Selon cinq sources du secteur, des plans d'urgence sont déjà prêts afin de faire face à un mouvement de panique affectant les actions, les obligations et les devises dès le lundi 21 octobre. Et des traders se préparent à manger et dormir sur leur lieu de travail pour assurer une permanence 24 heures sur 24 à partir de cette date.

Les hauts dirigeants d'au moins deux grandes banques devraient se réunir dans des "salles de contrôle" dédiées au Brexit pour superviser les opérations financières et assurer la liaison avec les autorités de supervision.

La loi dite "Benn Act" adoptée par le parlement britannique le mois dernier prévoit que si Londres n'a pas conclu un accord avec les autres pays de l'UE lors du Conseil européen le 17 octobre, le Premier ministre, Boris Johnson, devra solliciter un report du Brexit au plus tard le 19 octobre.

Les députés se réuniront en séance extraordinaire ce jour-là - un samedi, alors que la Chambre des communes ne siège habituellement pas le week-end - pour débattre de la suite des événements.

Si Boris Johnson refuse de demander un report, le scénario du "no deal" sera alors l'issue la plus probable, expliquent les sources bancaires.
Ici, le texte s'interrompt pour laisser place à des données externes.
//! Vote service: the vote ledger's write path.

use std::sync::Arc;
use std::time::Duration;

use chrono::{DateTime, Utc};
use pollhub_common::{AppError, AppResult, IdGenerator};
use pollhub_db::{
    entities::{room_poll, room_poll::RoomPollStatus, vote},
    repositories::{PollRepository, RoomPollRepository, RoomRepository, VoteRepository},
};
use sea_orm::{DatabaseConnection, TransactionTrait};
use tracing::{debug, info, warn};

use super::event_publisher::{ChannelKey, PollEventPublisherService};
use super::lifecycle::LifecycleService;
use super::tally::TallyService;
use crate::identity::Identity;
use crate::lifecycle::{PollLifecycle, global_poll_is_open};
use crate::tally::Tally;

/// Which endpoint a vote arrived through.
#[derive(Debug, Clone, PartialEq, Eq)]
pub enum VoteScope {
    /// `/rooms/{room_id}/polls/{poll_id}/vote`
    Room { room_id: String },
    /// `/polls/{poll_id}/vote`
    Global,
}

/// A vote accepted into the ledger.
#[derive(Debug, Clone)]
pub struct RecordedVote {
    pub vote: vote::Model,
    /// Tally right after the vote, if it could be computed.
    pub tally: Option<Tally>,
}

enum Attempt {
    Recorded(vote::Model),
    Expired(room_poll::Model),
}

/// Records votes and announces the resulting tallies.
#[derive(Clone)]
pub struct VoteService {
    db: Arc<DatabaseConnection>,
    poll_repo: PollRepository,
    room_repo: RoomRepository,
    room_poll_repo: RoomPollRepository,
    vote_repo: VoteRepository,
    tally: TallyService,
    lifecycle: LifecycleService,
    publisher: PollEventPublisherService,
    vote_timeout: Duration,
    id_gen: IdGenerator,
}

impl VoteService {
    #[must_use]
    #[allow(clippy::too_many_arguments)]
    pub fn new(
        db: Arc<DatabaseConnection>,
        poll_repo: PollRepository,
        room_repo: RoomRepository,
        room_poll_repo: RoomPollRepository,
        vote_repo: VoteRepository,
        lifecycle: LifecycleService,
        publisher: PollEventPublisherService,
        vote_timeout: Duration,
    ) -> Self {
        Self {
            db,
            poll_repo,
            room_repo,
            room_poll_repo,
            tally: TallyService::new(vote_repo.clone()),
            vote_repo,
            lifecycle,
            publisher,
            vote_timeout,
            id_gen: IdGenerator::new(),
        }
    }

    /// Record one vote.
    ///
    /// All checks and the insert run in a single transaction; the unique
    /// `(poll_id, user_id)` index decides between concurrent duplicates.
    /// Room viewers receive the recomputed tally after commit.
    pub async fn record_vote(
        &self,
        identity: &Identity,
        poll_id: &str,
        option: i32,
        scope: VoteScope,
    ) -> AppResult<RecordedVote> {
        let now = Utc::now();
        let attempt = tokio::time::timeout(
            self.vote_timeout,
            self.try_record(identity, poll_id, option, &scope, now),
        )
        .await
        .map_err(|_| {
            warn!(poll_id, user_id = %identity.user_id, "Vote timed out");
            AppError::Timeout(format!("Recording vote on poll {poll_id}"))
        })??;

        let vote = match attempt {
            Attempt::Recorded(vote) => vote,
            Attempt::Expired(record) => {
                if let Err(e) = self.lifecycle.refresh(&record, now).await {
                    warn!(error = %e, poll_id, "Failed to persist poll expiry");
                }
                return Err(AppError::PollClosed(format!("Poll {poll_id} has ended")));
            }
        };

        info!(
            poll_id,
            user_id = %identity.user_id,
            option = vote.option_selected,
            "Vote recorded"
        );

        let tally = match self.tally.compute(poll_id).await {
            Ok(tally) => Some(tally),
            Err(e) => {
                warn!(error = %e, poll_id, "Failed to compute tally after vote");
                None
            }
        };

        if let (VoteScope::Room { room_id }, Some(tally)) = (&scope, tally) {
            let key = ChannelKey::new(room_id, poll_id);
            if let Err(e) = self.publisher.publish_tally_updated(&key, tally).await {
                warn!(error = %e, channel = %key, "Failed to publish tally");
            }
        }

        Ok(RecordedVote { vote, tally })
    }

    async fn try_record(
        &self,
        identity: &Identity,
        poll_id: &str,
        option: i32,
        scope: &VoteScope,
        now: DateTime<Utc>,
    ) -> AppResult<Attempt> {
        let txn = self
            .db
            .begin()
            .await
            .map_err(|e| AppError::Database(e.to_string()))?;

        let poll = self
            .poll_repo
            .find_by_id_on(&txn, poll_id)
            .await?
            .ok_or_else(|| AppError::NotFound(format!("Poll not found: {poll_id}")))?;

        // Room polls vote through their room, global polls through /polls
        match (scope, poll.room_id.as_deref()) {
            (VoteScope::Room { room_id }, Some(poll_room)) if poll_room == room_id => {}
            (VoteScope::Global, None) => {}
            _ => return Err(AppError::NotFound(format!("Poll not found: {poll_id}"))),
        }

        match scope {
            VoteScope::Room { .. } => {
                let record = self
                    .room_poll_repo
                    .find_for_vote_on(&txn, poll_id)
                    .await?
                    .ok_or_else(|| AppError::NotFound(format!("Poll not found: {poll_id}")))?;
                let lifecycle = PollLifecycle::from_model(&record);
                if lifecycle.is_expired(now) {
                    return Ok(Attempt::Expired(record));
                }
                if lifecycle.status != RoomPollStatus::Active {
                    return Err(AppError::PollClosed(format!(
                        "Poll {poll_id} is {}",
                        lifecycle.status
                    )));
                }
            }
            VoteScope::Global => {
                if !global_poll_is_open(&poll, now) {
                    return Err(AppError::PollClosed(format!("Poll {poll_id} has ended")));
                }
            }
        }

        if poll.created_by == identity.user_id {
            return Err(AppError::Forbidden(
                "You cannot vote on your own poll".to_string(),
            ));
        }

        if let VoteScope::Room { room_id } = scope
            && !self
                .room_repo
                .is_member_on(&txn, room_id, &identity.user_id)
                .await?
        {
            return Err(AppError::Forbidden("Not a member of this room".to_string()));
        }

        if poll.option_label(option).is_none() {
            return Err(AppError::InvalidOption(format!(
                "Option {option} is not available on this poll"
            )));
        }

        let vote = vote::Model {
            id: self.id_gen.generate(),
            poll_id: poll.id.clone(),
            user_id: identity.user_id.clone(),
            option_selected: option,
            voted_at: now.into(),
        };
        self.vote_repo.insert_on(&txn, vote.clone()).await?;

        txn.commit()
            .await
            .map_err(|e| AppError::Database(e.to_string()))?;

        Ok(Attempt::Recorded(vote))
    }

    /// Recompute a room poll's tally from the ledger and send it to its viewers.
    pub async fn resync(&self, room_id: &str, poll_id: &str) -> AppResult<Tally> {
        let poll = self.poll_repo.get_by_id(poll_id).await?;
        if poll.room_id.as_deref() != Some(room_id) {
            return Err(AppError::NotFound(format!("Poll not found in room: {poll_id}")));
        }

        let tally = self.tally.compute(poll_id).await?;
        let key = ChannelKey::new(room_id, poll_id);
        self.publisher.publish_tally_updated(&key, tally).await?;
        debug!(channel = %key, total_votes = tally.total_votes, "Tally resynced");
        Ok(tally)
    }
}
Le lundi 21 octobre, premier jour ouvré suivant ce constat, pourrait donc être marqué par d'importants mouvements de marché.

PAS DE PANIQUE POUR L'INSTANT

"Tout le monde prend conscience du fait que l'ouverture des marchés le lundi matin sera un moment important du processus", a dit à Reuters un dirigeant bancaire d'un établissement de crédit international.

Des banques, des assureurs, des gérants de fonds et des plates-formes de transactions basées en Grande-Bretagne ont déjà installé des "hubs" hors de Grande-Bretagne afin d'assurer la continuité de leurs activités avec l'Union.

Même si aucun accord n'est conclu et aucun report demandé, les marchés pourraient craindre une démission du cabinet Johnson, un blocage entre le gouvernement et le Parlement ou encore des recours judiciaires sur le "Benn Act" susceptibles de secouer les marchés, explique un banquier.

Pour l'instant, les marchés ne montrent aucun signe particulier de panique, estimant à moins de 50% la probabilité d'un "no deal". La livre sterling évolue dans ses limites de fluctuation des dernières semaines et la volatilité implicite, une mesure des anticipations en matière de fluctuation des cours, reste contenue.

Une deuxième source d'une banque internationale a expliqué que des mesures étaient prêtes afin de faire face à d'éventuelles conditions de marché "cahoteuses" à partir du 21 octobre.

Alors que ce jour-là marque aussi le début des vacances scolaires d'automne en Grande-Bretagne, certaines banques ont demandé à leurs salariés d'être "raisonnables" en matière de congés et de voyages pendant cette période.

"Nous continuons de nous préparer à un scénario de Brexit dur, ce qui pourrait signifier des effectifs renforcés dans les salles de marché", explique la source.

La date officielle prévue du Brexit, le 31 octobre, étant un jeudi, de nombreux marchés européens seront ouverts le lendemain. Mais une partie des banques pourraient avoir changé d'autorité de tutelle dans la nuit, un basculement qui nécessiterait officiellement un week-end afin de permettre de procéder à des tests.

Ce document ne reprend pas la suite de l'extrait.